### [Task item]
Print the records exactly. Every mark must remain.
+ + + +
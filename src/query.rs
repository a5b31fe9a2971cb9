//! Read-only views over a task collection: ordering, filtering, search and
//! statistics.

use std::collections::{BTreeMap, BTreeSet};

use chrono::NaiveDate;

use crate::fields::*;
use crate::task::Task;

/// Conjunctive filter; unset fields match everything.
#[derive(Debug, Clone, Default, PartialEq, Eq)]
pub struct TaskFilter {
    pub status: Option<Status>,
    pub priority: Option<Priority>,
    /// Exact, case-sensitive tag match.
    pub tag: Option<String>,
    /// Case-insensitive substring of the project.
    pub project: Option<String>,
    pub overdue_only: bool,
}

impl TaskFilter {
    fn matches(&self, task: &Task, today: NaiveDate) -> bool {
        if let Some(s) = self.status {
            if task.status() != s {
                return false;
            }
        }
        if let Some(p) = self.priority {
            if task.priority() != p {
                return false;
            }
        }
        if let Some(ref tag) = self.tag {
            if !task.tags().iter().any(|t| t == tag) {
                return false;
            }
        }
        if let Some(ref project) = self.project {
            let needle = project.to_lowercase();
            match task.project() {
                Some(p) if p.to_lowercase().contains(&needle) => {}
                _ => return false,
            }
        }
        if self.overdue_only && !task.is_overdue(today) {
            return false;
        }
        true
    }
}

/// Aggregate counts over a collection.
#[derive(Debug, Clone, PartialEq, Eq)]
pub struct Statistics {
    pub total: usize,
    /// Every status is present, including those with a zero count.
    pub by_status: BTreeMap<Status, usize>,
    /// Every priority is present, including those with a zero count.
    pub by_priority: BTreeMap<Priority, usize>,
    pub overdue: usize,
    pub tags: BTreeSet<String>,
}

impl Statistics {
    pub fn status_count(&self, status: Status) -> usize {
        self.by_status.get(&status).copied().unwrap_or(0)
    }

    pub fn priority_count(&self, priority: Priority) -> usize {
        self.by_priority.get(&priority).copied().unwrap_or(0)
    }

    /// `count` as a percentage of the total; `None` for an empty collection.
    pub fn percentage(&self, count: usize) -> Option<f64> {
        (self.total > 0).then(|| count as f64 / self.total as f64 * 100.0)
    }

    pub fn completion_rate(&self) -> Option<f64> {
        self.percentage(self.status_count(Status::Completed))
    }
}

/// A snapshot of the collection as of `today`.
#[derive(Debug, Clone, Copy)]
pub struct Query<'a> {
    tasks: &'a [Task],
    today: NaiveDate,
}

impl<'a> Query<'a> {
    pub fn new(tasks: &'a [Task], today: NaiveDate) -> Self {
        Self { tasks, today }
    }

    pub fn today(&self) -> NaiveDate {
        self.today
    }

    /// Every task in the requested order.
    pub fn list(&self, order: SortKey) -> Vec<&'a Task> {
        let mut out: Vec<&Task> = self.tasks.iter().collect();
        sort_tasks(&mut out, order);
        out
    }

    /// Tasks matching every set predicate, in id order.
    pub fn filter(&self, filter: &TaskFilter) -> Vec<&'a Task> {
        let mut out: Vec<&Task> = self
            .tasks
            .iter()
            .filter(|t| filter.matches(t, self.today))
            .collect();
        out.sort_by_key(|t| t.id());
        out
    }

    /// Tasks whose title or description contains `query`, ignoring case.
    pub fn search(&self, query: &str) -> Vec<&'a Task> {
        let needle = query.to_lowercase();
        let mut out: Vec<&Task> = self
            .tasks
            .iter()
            .filter(|t| {
                t.title().to_lowercase().contains(&needle)
                    || t.description().to_lowercase().contains(&needle)
            })
            .collect();
        out.sort_by_key(|t| t.id());
        out
    }

    pub fn statistics(&self) -> Statistics {
        let mut by_status: BTreeMap<Status, usize> = Status::ALL.iter().map(|s| (*s, 0)).collect();
        let mut by_priority: BTreeMap<Priority, usize> =
            Priority::ALL.iter().map(|p| (*p, 0)).collect();
        let mut overdue = 0;
        let mut tags = BTreeSet::new();

        for task in self.tasks {
            *by_status.entry(task.status()).or_default() += 1;
            *by_priority.entry(task.priority()).or_default() += 1;
            if task.is_overdue(self.today) {
                overdue += 1;
            }
            tags.extend(task.tags().iter().cloned());
        }

        Statistics {
            total: self.tasks.len(),
            by_status,
            by_priority,
            overdue,
            tags,
        }
    }
}

/// Sort in place. Every ordering falls back to ascending id on ties.
pub fn sort_tasks(tasks: &mut [&Task], order: SortKey) {
    match order {
        SortKey::Id => tasks.sort_by_key(|t| t.id()),
        SortKey::Priority => tasks.sort_by_key(|t| (t.priority().rank(), t.id())),
        // Undated tasks sort last.
        SortKey::Due => tasks.sort_by_key(|t| (t.due_date().is_none(), t.due_date(), t.id())),
        SortKey::Created => tasks.sort_by_key(|t| (t.created_at(), t.id())),
    }
}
+ + + +
### [Exercise output]
filename src/query.rs
repository a5b31fe9a2971cb9
//! Read-only views over a task collection: ordering, filtering, search and
//! statistics.

use std::collections::{BTreeMap, BTreeSet};

use chrono::NaiveDate;

use crate::fields::*;
use crate::task::Task;

/// Conjunctive filter; unset fields match everything.
#[derive(Debug, Clone, Default, PartialEq, Eq)]
pub struct TaskFilter {
    pub status: Option<Status>,
    pub priority: Option<Priority>,
    /// Exact, case-sensitive tag match.
    pub tag: Option<String>,
    /// Case-insensitive substring of the project.
    pub project: Option<String>,
    pub overdue_only: bool,
}

impl TaskFilter {
    fn matches(&self, task: &Task, today: NaiveDate) -> bool {
        if let Some(s) = self.status {
            if task.status() != s {
                return false;
            }
        }
        if let Some(p) = self.priority {
            if task.priority() != p {
                return false;
            }
        }
        if let Some(ref tag) = self.tag {
            if !task.tags().iter().any(|t| t == tag) {
                return false;
            }
        }
        if let Some(ref project) = self.project {
            let needle = project.to_lowercase();
            match task.project() {
                Some(p) if p.to_lowercase().contains(&needle) => {}
                _ => return false,
            }
        }
        if self.overdue_only && !task.is_overdue(today) {
            return false;
        }
        true
    }
}

/// Aggregate counts over a collection.
#[derive(Debug, Clone, PartialEq, Eq)]
pub struct Statistics {
    pub total: usize,
    /// Every status is present, including those with a zero count.
    pub by_status: BTreeMap<Status, usize>,
    /// Every priority is present, including those with a zero count.
    pub by_priority: BTreeMap<Priority, usize>,
    pub overdue: usize,
    pub tags: BTreeSet<String>,
}

impl Statistics {
    pub fn status_count(&self, status: Status) -> usize {
        self.by_status.get(&status).copied().unwrap_or(0)
    }

    pub fn priority_count(&self, priority: Priority) -> usize {
        self.by_priority.get(&priority).copied().unwrap_or(0)
    }

    /// `count` as a percentage of the total; `None` for an empty collection.
    pub fn percentage(&self, count: usize) -> Option<f64> {
        (self.total > 0).then(|| count as f64 / self.total as f64 * 100.0)
    }

    pub fn completion_rate(&self) -> Option<f64> {
        self.percentage(self.status_count(Status::Completed))
    }
}

/// A snapshot of the collection as of `today`.
#[derive(Debug, Clone, Copy)]
pub struct Query<'a> {
    tasks: &'a [Task],
    today: NaiveDate,
}

impl<'a> Query<'a> {
    pub fn new(tasks: &'a [Task], today: NaiveDate) -> Self {
        Self { tasks, today }
    }

    pub fn today(&self) -> NaiveDate {
        self.today
    }

    /// Every task in the requested order.
    pub fn list(&self, order: SortKey) -> Vec<&'a Task> {
        let mut out: Vec<&Task> = self.tasks.iter().collect();
        sort_tasks(&mut out, order);
        out
    }

    /// Tasks matching every set predicate, in id order.
    pub fn filter(&self, filter: &TaskFilter) -> Vec<&'a Task> {
        let mut out: Vec<&Task> = self
            .tasks
            .iter()
            .filter(|t| filter.matches(t, self.today))
            .collect();
        out.sort_by_key(|t| t.id());
        out
    }

    /// Tasks whose title or description contains `query`, ignoring case.
    pub fn search(&self, query: &str) -> Vec<&'a Task> {
        let needle = query.to_lowercase();
        let mut out: Vec<&Task> = self
            .tasks
            .iter()
            .filter(|t| {
                t.title().to_lowercase().contains(&needle)
                    || t.description().to_lowercase().contains(&needle)
            })
            .collect();
        out.sort_by_key(|t| t.id());
        out
    }

    pub fn statistics(&self) -> Statistics {
        let mut by_status: BTreeMap<Status, usize> = Status::ALL.iter().map(|s| (*s, 0)).collect();
        let mut by_priority: BTreeMap<Priority, usize> =
            Priority::ALL.iter().map(|p| (*p, 0)).collect();
        let mut overdue = 0;
        let mut tags = BTreeSet::new();

        for task in self.tasks {
            *by_status.entry(task.status()).or_default() += 1;
            *by_priority.entry(task.priority()).or_default() += 1;
            if task.is_overdue(self.today) {
                overdue += 1;
            }
            tags.extend(task.tags().iter().cloned());
        }

        Statistics {
            total: self.tasks.len(),
            by_status,
            by_priority,
            overdue,
            tags,
        }
    }
}

/// Sort in place. Every ordering falls back to ascending id on ties.
pub fn sort_tasks(tasks: &mut [&Task], order: SortKey) {
    match order {
        SortKey::Id => tasks.sort_by_key(|t| t.id()),
        SortKey::Priority => tasks.sort_by_key(|t| (t.priority().rank(), t.id())),
        // Undated tasks sort last.
        SortKey::Due => tasks.sort_by_key(|t| (t.due_date().is_none(), t.due_date(), t.id())),
        SortKey::Created => tasks.sort_by_key(|t| (t.created_at(), t.id())),
    }
}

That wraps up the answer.